- **WHAT YOU NEED TO DO**
Each line of the records that holds "loop" should be shown in full.

- **RAW DATA**
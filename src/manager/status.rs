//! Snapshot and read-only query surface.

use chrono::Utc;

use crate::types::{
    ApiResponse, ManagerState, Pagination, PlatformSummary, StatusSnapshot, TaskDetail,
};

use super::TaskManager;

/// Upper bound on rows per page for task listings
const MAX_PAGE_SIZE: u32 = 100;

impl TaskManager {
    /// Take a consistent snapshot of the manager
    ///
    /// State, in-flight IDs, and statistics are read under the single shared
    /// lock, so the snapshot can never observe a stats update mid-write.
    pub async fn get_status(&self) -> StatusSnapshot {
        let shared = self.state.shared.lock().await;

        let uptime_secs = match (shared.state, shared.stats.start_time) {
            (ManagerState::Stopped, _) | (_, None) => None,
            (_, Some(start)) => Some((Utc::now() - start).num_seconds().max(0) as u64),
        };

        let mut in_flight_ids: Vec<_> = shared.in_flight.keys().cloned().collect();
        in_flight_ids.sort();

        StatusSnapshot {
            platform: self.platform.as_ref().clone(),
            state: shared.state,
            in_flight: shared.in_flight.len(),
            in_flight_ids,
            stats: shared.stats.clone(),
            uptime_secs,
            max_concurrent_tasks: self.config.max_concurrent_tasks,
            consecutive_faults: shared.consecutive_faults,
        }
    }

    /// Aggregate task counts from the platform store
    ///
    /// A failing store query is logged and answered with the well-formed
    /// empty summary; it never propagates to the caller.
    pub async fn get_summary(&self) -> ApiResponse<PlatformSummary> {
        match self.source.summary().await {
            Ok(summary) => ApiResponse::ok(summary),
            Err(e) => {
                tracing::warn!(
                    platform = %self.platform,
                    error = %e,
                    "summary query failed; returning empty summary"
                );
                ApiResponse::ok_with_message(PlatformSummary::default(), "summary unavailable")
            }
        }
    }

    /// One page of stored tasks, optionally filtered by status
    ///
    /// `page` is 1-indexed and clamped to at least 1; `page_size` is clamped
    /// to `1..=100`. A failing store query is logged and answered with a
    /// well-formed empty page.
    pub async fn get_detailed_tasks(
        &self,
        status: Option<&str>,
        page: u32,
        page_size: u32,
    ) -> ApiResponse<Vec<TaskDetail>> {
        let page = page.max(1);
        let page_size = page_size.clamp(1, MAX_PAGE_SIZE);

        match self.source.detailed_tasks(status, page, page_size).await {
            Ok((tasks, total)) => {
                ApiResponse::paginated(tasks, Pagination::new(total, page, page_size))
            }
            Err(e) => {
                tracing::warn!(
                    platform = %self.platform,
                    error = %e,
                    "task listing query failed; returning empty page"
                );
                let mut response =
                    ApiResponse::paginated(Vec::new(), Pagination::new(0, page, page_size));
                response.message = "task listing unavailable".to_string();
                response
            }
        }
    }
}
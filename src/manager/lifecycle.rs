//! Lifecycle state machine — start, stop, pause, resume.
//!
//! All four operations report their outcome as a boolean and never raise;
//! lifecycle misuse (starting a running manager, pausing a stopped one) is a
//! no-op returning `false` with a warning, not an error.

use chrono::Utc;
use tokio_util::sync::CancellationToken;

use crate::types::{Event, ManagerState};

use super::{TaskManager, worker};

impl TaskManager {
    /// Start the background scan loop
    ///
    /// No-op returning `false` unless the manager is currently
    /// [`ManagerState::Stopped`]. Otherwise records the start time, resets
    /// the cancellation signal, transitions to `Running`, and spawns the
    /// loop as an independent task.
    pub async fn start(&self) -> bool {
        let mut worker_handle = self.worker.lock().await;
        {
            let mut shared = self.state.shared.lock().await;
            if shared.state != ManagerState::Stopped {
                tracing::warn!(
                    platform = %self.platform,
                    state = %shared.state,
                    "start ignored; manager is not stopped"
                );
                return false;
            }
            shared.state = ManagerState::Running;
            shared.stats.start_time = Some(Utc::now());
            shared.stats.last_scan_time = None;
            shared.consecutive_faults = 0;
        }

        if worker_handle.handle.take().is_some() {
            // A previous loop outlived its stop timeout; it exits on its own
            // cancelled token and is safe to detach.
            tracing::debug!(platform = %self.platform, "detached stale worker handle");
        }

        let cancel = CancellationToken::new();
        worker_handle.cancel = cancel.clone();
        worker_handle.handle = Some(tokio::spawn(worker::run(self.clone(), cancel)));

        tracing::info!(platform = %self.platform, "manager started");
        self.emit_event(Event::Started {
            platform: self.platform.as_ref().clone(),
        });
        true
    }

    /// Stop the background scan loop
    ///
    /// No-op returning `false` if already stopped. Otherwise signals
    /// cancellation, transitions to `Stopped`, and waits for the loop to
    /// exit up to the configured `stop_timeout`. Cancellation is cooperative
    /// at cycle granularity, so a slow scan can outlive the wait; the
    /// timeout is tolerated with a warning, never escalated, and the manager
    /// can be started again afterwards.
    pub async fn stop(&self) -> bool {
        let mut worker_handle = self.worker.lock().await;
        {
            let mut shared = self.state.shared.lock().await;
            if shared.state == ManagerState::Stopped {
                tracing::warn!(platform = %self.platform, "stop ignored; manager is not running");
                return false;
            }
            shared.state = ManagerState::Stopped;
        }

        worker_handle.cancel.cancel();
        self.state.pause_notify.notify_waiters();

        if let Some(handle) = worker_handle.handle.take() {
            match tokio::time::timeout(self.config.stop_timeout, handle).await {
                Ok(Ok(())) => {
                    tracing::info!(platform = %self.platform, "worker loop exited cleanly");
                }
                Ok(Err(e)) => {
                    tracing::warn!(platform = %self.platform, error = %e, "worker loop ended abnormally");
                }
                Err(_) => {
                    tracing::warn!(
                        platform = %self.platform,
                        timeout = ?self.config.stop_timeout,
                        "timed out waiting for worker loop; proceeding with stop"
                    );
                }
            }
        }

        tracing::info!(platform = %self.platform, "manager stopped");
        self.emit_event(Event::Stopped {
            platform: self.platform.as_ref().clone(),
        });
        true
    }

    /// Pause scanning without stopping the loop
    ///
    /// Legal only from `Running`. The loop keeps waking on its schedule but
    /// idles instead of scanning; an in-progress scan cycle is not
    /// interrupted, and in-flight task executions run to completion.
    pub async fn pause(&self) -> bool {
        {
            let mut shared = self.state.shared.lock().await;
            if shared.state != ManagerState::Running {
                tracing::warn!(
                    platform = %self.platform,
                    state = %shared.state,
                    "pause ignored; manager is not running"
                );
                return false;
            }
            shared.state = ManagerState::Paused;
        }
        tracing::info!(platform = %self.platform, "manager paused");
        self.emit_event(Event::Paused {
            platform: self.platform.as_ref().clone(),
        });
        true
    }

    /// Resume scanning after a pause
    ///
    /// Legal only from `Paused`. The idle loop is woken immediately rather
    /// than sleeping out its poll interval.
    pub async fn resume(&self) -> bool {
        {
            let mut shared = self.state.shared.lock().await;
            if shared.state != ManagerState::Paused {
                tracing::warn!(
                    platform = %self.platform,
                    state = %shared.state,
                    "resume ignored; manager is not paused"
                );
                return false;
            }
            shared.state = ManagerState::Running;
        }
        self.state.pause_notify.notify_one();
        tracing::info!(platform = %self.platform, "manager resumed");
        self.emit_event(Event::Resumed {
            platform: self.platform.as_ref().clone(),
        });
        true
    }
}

- **TASK SOLUTION**
    /// Start the background scan loop
    /// loop as an independent task.
            // A previous loop outlived its stop timeout; it exits on its own
    /// Stop the background scan loop
    /// cancellation, transitions to `Stopped`, and waits for the loop to
                    tracing::info!(platform = %self.platform, "worker loop exited cleanly");
                    tracing::warn!(platform = %self.platform, error = %e, "worker loop ended abnormally");
                        "timed out waiting for worker loop; proceeding with stop"
    /// Pause scanning without stopping the loop
    /// Legal only from `Running`. The loop keeps waking on its schedule but
    /// Legal only from `Paused`. The idle loop is woken immediately rather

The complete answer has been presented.